Information shown Block Start

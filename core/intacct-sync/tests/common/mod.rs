//! Shared test helpers for sync tests.

#![allow(dead_code)]

use async_trait::async_trait;
use chrono::{DateTime, TimeZone, Utc};
use intacct_client::{ClientError, ClientResult, IntacctApi, QueryResult};
use intacct_sync::SourceConfig;
use intacct_types::{EntityId, Record};
use serde_json::{Value, json};
use std::collections::HashMap;
use std::sync::Mutex;

/// A gateway call as seen by the fake.
#[derive(Debug, Clone, PartialEq, Eq)]
pub enum Call {
    EntityDetails,
    Lookup {
        object: String,
        entity: Option<String>,
    },
    Query {
        object: String,
        fields: Vec<String>,
        query: String,
        page_size: u32,
        entity: Option<String>,
    },
    ReadMore {
        result_id: String,
        entity: Option<String>,
    },
    Read {
        object: String,
        keys: Vec<String>,
        entity: Option<String>,
    },
}

type QueryHandler = dyn Fn(&str, &str, Option<&EntityId>) -> ClientResult<QueryResult> + Send + Sync;
type ErrorFactory = dyn Fn() -> ClientError + Send + Sync;

/// Scripted in-memory gateway.
pub struct FakeApi {
    entities: Vec<EntityId>,
    entity_error: Option<Box<ErrorFactory>>,
    query: Box<QueryHandler>,
    continuations: HashMap<String, QueryResult>,
    full_records: HashMap<(String, String), Vec<Record>>,
    lookups: HashMap<String, Record>,
    lookup_error: Option<Box<ErrorFactory>>,
    calls: Mutex<Vec<Call>>,
}

impl FakeApi {
    pub fn new() -> Self {
        Self {
            entities: Vec::new(),
            entity_error: None,
            query: Box::new(|_, _, _| Ok(QueryResult::default())),
            continuations: HashMap::new(),
            full_records: HashMap::new(),
            lookups: HashMap::new(),
            lookup_error: None,
            calls: Mutex::new(Vec::new()),
        }
    }

    pub fn with_entities(mut self, ids: &[&str]) -> Self {
        self.entities = ids.iter().map(|id| EntityId::new(*id)).collect();
        self
    }

    pub fn failing_entities(
        mut self,
        error: impl Fn() -> ClientError + Send + Sync + 'static,
    ) -> Self {
        self.entity_error = Some(Box::new(error));
        self
    }

    pub fn on_query(
        mut self,
        handler: impl Fn(&str, &str, Option<&EntityId>) -> ClientResult<QueryResult>
        + Send
        + Sync
        + 'static,
    ) -> Self {
        self.query = Box::new(handler);
        self
    }

    pub fn with_continuation(mut self, result_id: &str, page: QueryResult) -> Self {
        self.continuations.insert(result_id.to_string(), page);
        self
    }

    pub fn with_full_record(mut self, object: &str, key: &str, record: Record) -> Self {
        self.full_records
            .entry((object.to_string(), key.to_string()))
            .or_default()
            .push(record);
        self
    }

    pub fn with_lookup(mut self, object: &str, lookup: Record) -> Self {
        self.lookups.insert(object.to_string(), lookup);
        self
    }

    pub fn failing_lookups(
        mut self,
        error: impl Fn() -> ClientError + Send + Sync + 'static,
    ) -> Self {
        self.lookup_error = Some(Box::new(error));
        self
    }

    pub fn calls(&self) -> Vec<Call> {
        self.calls.lock().unwrap().clone()
    }

    pub fn queries(&self) -> Vec<(String, String)> {
        self.calls()
            .into_iter()
            .filter_map(|call| match call {
                Call::Query { object, query, .. } => Some((object, query)),
                _ => None,
            })
            .collect()
    }

    fn record_call(&self, call: Call) {
        self.calls.lock().unwrap().push(call);
    }
}

fn label(entity: Option<&EntityId>) -> Option<String> {
    entity.map(|e| e.as_str().to_string())
}

#[async_trait]
impl IntacctApi for FakeApi {
    async fn read_entity_details(&self) -> ClientResult<Vec<EntityId>> {
        self.record_call(Call::EntityDetails);
        match &self.entity_error {
            Some(error) => Err(error()),
            None => Ok(self.entities.clone()),
        }
    }

    async fn lookup(&self, object: &str, entity: Option<&EntityId>) -> ClientResult<Record> {
        self.record_call(Call::Lookup {
            object: object.to_string(),
            entity: label(entity),
        });
        if let Some(error) = &self.lookup_error {
            return Err(error());
        }
        Ok(self.lookups.get(object).cloned().unwrap_or_default())
    }

    async fn read_by_query(
        &self,
        object: &str,
        fields: &[&str],
        query: &str,
        page_size: u32,
        entity: Option<&EntityId>,
    ) -> ClientResult<QueryResult> {
        self.record_call(Call::Query {
            object: object.to_string(),
            fields: fields.iter().map(|f| f.to_string()).collect(),
            query: query.to_string(),
            page_size,
            entity: label(entity),
        });
        (self.query)(object, query, entity)
    }

    async fn read_more(
        &self,
        result_id: &str,
        entity: Option<&EntityId>,
    ) -> ClientResult<QueryResult> {
        self.record_call(Call::ReadMore {
            result_id: result_id.to_string(),
            entity: label(entity),
        });
        self.continuations
            .get(result_id)
            .cloned()
            .ok_or_else(|| ClientError::Protocol(format!("unknown result id {result_id}")))
    }

    async fn read(
        &self,
        object: &str,
        keys: &[&str],
        _fields: &[&str],
        entity: Option<&EntityId>,
    ) -> ClientResult<Vec<Record>> {
        self.record_call(Call::Read {
            object: object.to_string(),
            keys: keys.iter().map(|k| k.to_string()).collect(),
            entity: label(entity),
        });
        let mut out = Vec::new();
        for key in keys {
            if let Some(records) = self.full_records.get(&(object.to_string(), key.to_string())) {
                out.extend(records.iter().cloned());
            }
        }
        Ok(out)
    }
}

/// Converts a JSON object literal into a record.
pub fn record(value: Value) -> Record {
    match value {
        Value::Object(map) => map,
        other => panic!("expected an object, got {other}"),
    }
}

/// A page with continuation metadata.
pub fn page(records: Vec<Record>, result_id: Option<&str>, num_remaining: u64) -> QueryResult {
    QueryResult {
        records,
        result_id: result_id.map(str::to_string),
        num_remaining,
    }
}

/// A final page.
pub fn last_page(records: Vec<Record>) -> QueryResult {
    page(records, None, 0)
}

/// UTC instant helper.
pub fn utc(y: i32, m: u32, d: u32, h: u32, min: u32, s: u32) -> DateTime<Utc> {
    Utc.with_ymd_and_hms(y, m, d, h, min, s).unwrap()
}

/// Baseline configuration with credentials filled in.
pub fn base_config_json() -> Value {
    json!({
        "sender_id": "sender",
        "sender_password": "sender-pass",
        "user_id": "user",
        "company_id": "company",
        "user_password": "user-pass",
        "start_date": "2024-01-01T00:00:00Z",
    })
}

/// Baseline configuration with the given fields overridden.
pub fn config_with(overrides: Value) -> SourceConfig {
    let mut raw = base_config_json();
    if let (Value::Object(base), Value::Object(extra)) = (&mut raw, overrides) {
        for (key, value) in extra {
            base.insert(key, value);
        }
    }
    SourceConfig::from_value(raw).unwrap()
}

/// Baseline configuration.
pub fn config() -> SourceConfig {
    config_with(json!({}))
}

Information shown Block End

Exercise objective: Determine how many lines in the data include "ErrorFactory", and let the answer be that number alone.

Solution to this task: 3